_WHAT THE TASK REQUIRES_
Filter this data down to the lines that hold "SubtitleFile", and copy them.

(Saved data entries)
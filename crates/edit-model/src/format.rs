//! Output canvas formats.

use serde::{Deserialize, Serialize};

/// Fixed set of output aspect ratios.
#[derive(Debug, Clone, Copy, PartialEq, Eq, Hash, Serialize, Deserialize)]
pub enum TargetFormat {
    #[serde(rename = "9:16")]
    Portrait9x16,
    #[serde(rename = "16:9")]
    Landscape16x9,
    #[serde(rename = "1:1")]
    Square1x1,
    #[serde(rename = "4:5")]
    Portrait4x5,
}

impl TargetFormat {
    /// Canvas size in pixels.
    pub fn dimensions(self) -> (u32, u32) {
        match self {
            TargetFormat::Portrait9x16 => (1080, 1920),
            TargetFormat::Landscape16x9 => (1920, 1080),
            TargetFormat::Square1x1 => (1080, 1080),
            TargetFormat::Portrait4x5 => (1080, 1350),
        }
    }

    /// Width divided by height.
    pub fn aspect_ratio(self) -> f64 {
        let (w, h) = self.dimensions();
        w as f64 / h as f64
    }

    /// Short label safe for file names.
    pub fn slug(self) -> &'static str {
        match self {
            TargetFormat::Portrait9x16 => "9x16",
            TargetFormat::Landscape16x9 => "16x9",
            TargetFormat::Square1x1 => "1x1",
            TargetFormat::Portrait4x5 => "4x5",
        }
    }

    pub fn parse(value: &str) -> Option<Self> {
        match value.trim() {
            "9:16" => Some(TargetFormat::Portrait9x16),
            "16:9" => Some(TargetFormat::Landscape16x9),
            "1:1" => Some(TargetFormat::Square1x1),
            "4:5" => Some(TargetFormat::Portrait4x5),
            _ => None,
        }
    }
}

impl std::fmt::Display for TargetFormat {
    fn fmt(&self, f: &mut std::fmt::Formatter<'_>) -> std::fmt::Result {
        let label = match self {
            TargetFormat::Portrait9x16 => "9:16",
            TargetFormat::Landscape16x9 => "16:9",
            TargetFormat::Square1x1 => "1:1",
            TargetFormat::Portrait4x5 => "4:5",
        };
        f.write_str(label)
    }
}
//! Caption cue generation.
//!
//! Word-timed segments become one cue per word. Each cue shows the whole
//! segment with three color states:
//!
//! ```text
//!   spoken      active        upcoming
//!   text color  highlight     text color, 50% alpha
//!               + scale pulse
//! ```
//!
//! Segments without word timing become a single cue with a pop-in.

use reelcut_common::ReelcutResult;
use reelcut_edit_model::{CaptionPosition, CaptionStyle, ClipSegment, ClipSpec};

use crate::ass::{
    ass_color, escape_text, AssStyle, SubtitleCue, SubtitleFile, CAPTION_STYLE, HOOK_STYLE,
};

/// Alpha applied to words not yet spoken.
const UPCOMING_ALPHA: &str = "&H80&";

/// Pop-in length for segments without word timing.
const POP_IN_MS: u64 = 120;

/// Hook text is this much larger than captions.
const HOOK_SCALE: f64 = 1.15;

/// Headline shown from the start of the clip.
#[derive(Debug, Clone, PartialEq, Eq)]
pub struct HookCue {
    pub text: String,
    pub end_ms: u64,
}

/// Builds a [`SubtitleFile`] for one canvas and caption style.
#[derive(Debug, Clone)]
pub struct SubtitleTrackBuilder {
    style: CaptionStyle,
    canvas: (u32, u32),
    text_color: String,
    highlight_color: String,
    outline_color: String,
}

impl SubtitleTrackBuilder {
    /// Validates the style colors up front.
    pub fn new(style: &CaptionStyle, canvas: (u32, u32)) -> ReelcutResult<Self> {
        Ok(Self {
            text_color: ass_color(&style.text_color)?,
            highlight_color: ass_color(&style.highlight_color)?,
            outline_color: ass_color(&style.outline_color)?,
            style: style.clone(),
            canvas,
        })
    }

    /// Build the track for a translated clip: captions plus the optional hook.
    pub fn for_clip(clip: &ClipSpec) -> ReelcutResult<SubtitleFile> {
        let builder = Self::new(&clip.caption_style, clip.target_format.dimensions())?;
        let hook = clip.hook_text.as_ref().map(|text| HookCue {
            text: text.clone(),
            end_ms: clip.hook_duration_ms.min(clip.duration_ms),
        });
        Ok(builder.build(&clip.segments, hook.as_ref()))
    }

    pub fn build(&self, segments: &[ClipSegment], hook: Option<&HookCue>) -> SubtitleFile {
        let mut cues = Vec::new();

        if let Some(hook) = hook.filter(|hook| hook.end_ms > 0) {
            cues.push(SubtitleCue {
                start_ms: 0,
                end_ms: hook.end_ms,
                style_id: HOOK_STYLE.to_string(),
                rendered_text: escape_text(&self.case(&hook.text)),
            });
        }

        for segment in segments {
            if segment.words.is_empty() {
                cues.extend(self.segment_cue(segment));
            } else {
                cues.extend(self.word_cues(segment));
            }
        }

        tracing::debug!(cues = cues.len(), "Built subtitle track");

        SubtitleFile {
            play_res_x: self.canvas.0,
            play_res_y: self.canvas.1,
            styles: vec![self.caption_style(), self.hook_style()],
            cues,
        }
    }

    fn case(&self, text: &str) -> String {
        if self.style.uppercase {
            text.to_uppercase()
        } else {
            text.to_string()
        }
    }

    fn segment_cue(&self, segment: &ClipSegment) -> Option<SubtitleCue> {
        if segment.window.duration_ms() == 0 {
            return None;
        }
        let pop = POP_IN_MS.min(segment.window.duration_ms());
        Some(SubtitleCue {
            start_ms: segment.window.start_ms,
            end_ms: segment.window.end_ms,
            style_id: CAPTION_STYLE.to_string(),
            rendered_text: format!(
                "{{\\fscx80\\fscy80\\t(0,{pop},\\fscx100\\fscy100)}}{}",
                escape_text(&self.case(&segment.text))
            ),
        })
    }

    fn word_cues(&self, segment: &ClipSegment) -> Vec<SubtitleCue> {
        let bounds = word_boundaries(segment);
        let words: Vec<String> = segment
            .words
            .iter()
            .map(|word| escape_text(&self.case(word.text.trim())))
            .collect();

        (0..words.len())
            .filter(|&i| bounds[i + 1] > bounds[i])
            .map(|active| {
                let pulse_ms = segment.words[active].window.duration_ms() / 2;
                let text = words
                    .iter()
                    .enumerate()
                    .map(|(j, word)| self.styled_word(word, j.cmp(&active), pulse_ms))
                    .collect::<Vec<_>>()
                    .join(" ");
                SubtitleCue {
                    start_ms: bounds[active],
                    end_ms: bounds[active + 1],
                    style_id: CAPTION_STYLE.to_string(),
                    rendered_text: text,
                }
            })
            .collect()
    }

    fn styled_word(&self, word: &str, position: std::cmp::Ordering, pulse_ms: u64) -> String {
        use std::cmp::Ordering::*;
        match position {
            Less => format!("{{\\r}}{word}"),
            Greater => format!("{{\\r\\1a{UPCOMING_ALPHA}}}{word}"),
            Equal if pulse_ms == 0 => {
                format!("{{\\r\\1c{}&}}{word}", self.highlight_color)
            }
            Equal => {
                let rise = pulse_ms / 2;
                let scale = self.style.highlight_scale;
                format!(
                    "{{\\r\\1c{}&\\t(0,{rise},\\fscx{scale}\\fscy{scale})\\t({rise},{pulse_ms},\\fscx100\\fscy100)}}{word}",
                    self.highlight_color
                )
            }
        }
    }

    fn alignment(&self) -> u8 {
        match self.style.position {
            CaptionPosition::Bottom => 2,
            CaptionPosition::Center => 5,
            CaptionPosition::Top => 8,
        }
    }

    fn caption_style(&self) -> AssStyle {
        AssStyle {
            name: CAPTION_STYLE.to_string(),
            font_name: self.style.font_name.clone(),
            font_size: self.style.font_size,
            primary_colour: self.text_color.clone(),
            secondary_colour: self.highlight_color.clone(),
            outline_colour: self.outline_color.clone(),
            back_colour: "&H64000000".to_string(),
            bold: true,
            outline: self.style.outline_width,
            shadow: 0.0,
            alignment: self.alignment(),
            margin_h: self.canvas.0 / 18,
            margin_v: self.style.margin_v,
        }
    }

    fn hook_style(&self) -> AssStyle {
        AssStyle {
            name: HOOK_STYLE.to_string(),
            font_size: (self.style.font_size as f64 * HOOK_SCALE).round() as u32,
            alignment: 8,
            margin_v: self.canvas.1 / 10,
            shadow: 2.0,
            ..self.caption_style()
        }
    }
}

/// Cue boundaries for a word-timed segment.
///
/// `b[0] = segment start`, `b[i] = clamp(word[i].start, b[i-1], segment end)`,
/// `b[n] = segment end`. Word `i` is active over `[b[i], b[i+1])`, so the
/// cues tile the segment with no gaps or overlaps.
pub fn word_boundaries(segment: &ClipSegment) -> Vec<u64> {
    let start = segment.window.start_ms;
    let end = segment.window.end_ms;
    let mut bounds = Vec::with_capacity(segment.words.len() + 1);
    bounds.push(start);
    for word in segment.words.iter().skip(1) {
        let previous = *bounds.last().unwrap_or(&start);
        bounds.push(word.window.start_ms.clamp(previous, end));
    }
    bounds.push(end);
    bounds
}

#[cfg(test)]
mod tests {
    use super::*;
    use proptest::prelude::*;
    use reelcut_edit_model::{ClipWindow, ClipWord};

    fn window(start_ms: u64, end_ms: u64) -> ClipWindow {
        ClipWindow { start_ms, end_ms }
    }

    fn segment(start: u64, end: u64, words: &[(&str, u64, u64)]) -> ClipSegment {
        ClipSegment {
            text: words
                .iter()
                .map(|(w, _, _)| *w)
                .collect::<Vec<_>>()
                .join(" "),
            window: window(start, end),
            words: words
                .iter()
                .map(|(text, s, e)| ClipWord {
                    text: text.to_string(),
                    window: window(*s, *e),
                })
                .collect(),
            starts_in_clip: true,
        }
    }

    fn builder() -> SubtitleTrackBuilder {
        SubtitleTrackBuilder::new(&CaptionStyle::default(), (1080, 1920)).unwrap()
    }

    #[test]
    fn test_one_cue_per_word_with_three_states() {
        let seg = segment(1_000, 2_000, &[("one", 1_000, 1_300), ("two", 1_300, 1_600), ("three", 1_600, 2_000)]);
        let file = builder().build(&[seg], None);
        assert_eq!(file.cues.len(), 3);

        let middle = &file.cues[1].rendered_text;
        assert_eq!(file.cues[1].start_ms, 1_300);
        assert_eq!(file.cues[1].end_ms, 1_600);
        assert!(middle.starts_with("{\\r}one "));
        assert!(middle.contains("{\\r\\1c&H0000E0FF&\\t(0,75,\\fscx115\\fscy115)\\t(75,150,\\fscx100\\fscy100)}two"));
        assert!(middle.ends_with("{\\r\\1a&H80&}three"));
    }

    #[test]
    fn test_pulse_tracks_word_duration() {
        let seg = segment(0, 1_000, &[("slow", 0, 800), ("fast", 800, 1_000)]);
        let file = builder().build(&[seg], None);
        assert!(file.cues[0].rendered_text.contains("\\t(200,400,"));
        assert!(file.cues[1].rendered_text.contains("\\t(50,100,"));
    }

    #[test]
    fn test_segment_without_words_pops_in() {
        let seg = segment(500, 2_500, &[]);
        let seg = ClipSegment {
            text: "Hello {world}".to_string(),
            ..seg
        };
        let file = builder().build(&[seg], None);
        assert_eq!(file.cues.len(), 1);
        assert_eq!(
            file.cues[0].rendered_text,
            "{\\fscx80\\fscy80\\t(0,120,\\fscx100\\fscy100)}Hello (world)"
        );
    }

    #[test]
    fn test_hook_cue_uses_hook_style() {
        let hook = HookCue {
            text: "Wait for it".to_string(),
            end_ms: 3_000,
        };
        let file = builder().build(&[], Some(&hook));
        assert_eq!(file.cues.len(), 1);
        assert_eq!(file.cues[0].style_id, HOOK_STYLE);
        assert_eq!(file.cues[0].end_ms, 3_000);
        let ass = file.to_ass();
        assert!(ass.contains("Style: Hook,Montserrat,83,"));
    }

    #[test]
    fn test_uppercase_and_position() {
        let style = CaptionStyle {
            uppercase: true,
            position: CaptionPosition::Top,
            ..CaptionStyle::default()
        };
        let builder = SubtitleTrackBuilder::new(&style, (1080, 1080)).unwrap();
        let file = builder.build(&[segment(0, 500, &[("hey", 0, 500)])], None);
        assert!(file.cues[0].rendered_text.ends_with("HEY"));
        assert_eq!(file.styles[0].alignment, 8);
    }

    #[test]
    fn test_invalid_color_rejected() {
        let style = CaptionStyle {
            highlight_color: "yellow".to_string(),
            ..CaptionStyle::default()
        };
        assert!(SubtitleTrackBuilder::new(&style, (1080, 1920)).is_err());
    }

    #[test]
    fn test_overlapping_word_starts_skip_empty_cues() {
        // Third word starts before the second; its cue collapses to zero length.
        let seg = segment(0, 1_000, &[("a", 0, 600), ("b", 700, 900), ("c", 300, 1_000)]);
        assert_eq!(word_boundaries(&seg), vec![0, 700, 700, 1_000]);

        let file = builder().build(&[seg], None);
        assert_eq!(file.cues.len(), 2);
        assert_eq!((file.cues[0].start_ms, file.cues[0].end_ms), (0, 700));
        assert_eq!((file.cues[1].start_ms, file.cues[1].end_ms), (700, 1_000));
        assert!(file.cues[1].rendered_text.contains("\\1c&H0000E0FF&"));
        assert!(file.cues[1].rendered_text.ends_with("c"));
    }

    proptest! {
        #[test]
        fn prop_word_cues_tile_segment(
            start in 0u64..10_000,
            len in 1u64..10_000,
            offsets in proptest::collection::vec(0u64..12_000, 1..8),
        ) {
            let end = start + len;
            let words: Vec<(&str, u64, u64)> = offsets
                .iter()
                .map(|o| ("w", start + o, start + o + 100))
                .collect();
            let seg = segment(start, end, &words);
            let file = builder().build(std::slice::from_ref(&seg), None);

            prop_assert!(!file.cues.is_empty());
            prop_assert_eq!(file.cues[0].start_ms, start);
            prop_assert_eq!(file.cues.last().unwrap().end_ms, end);
            for pair in file.cues.windows(2) {
                prop_assert_eq!(pair[0].end_ms, pair[1].start_ms);
            }
            prop_assert!(file.cues.iter().all(|c| c.end_ms > c.start_ms));
        }
    }
}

_ANSWER_
    ass_color, escape_text, AssStyle, SubtitleCue, SubtitleFile, CAPTION_STYLE, HOOK_STYLE,
/// Builds a [`SubtitleFile`] for one canvas and caption style.
    pub fn for_clip(clip: &ClipSpec) -> ReelcutResult<SubtitleFile> {
    pub fn build(&self, segments: &[ClipSegment], hook: Option<&HookCue>) -> SubtitleFile {
        SubtitleFile {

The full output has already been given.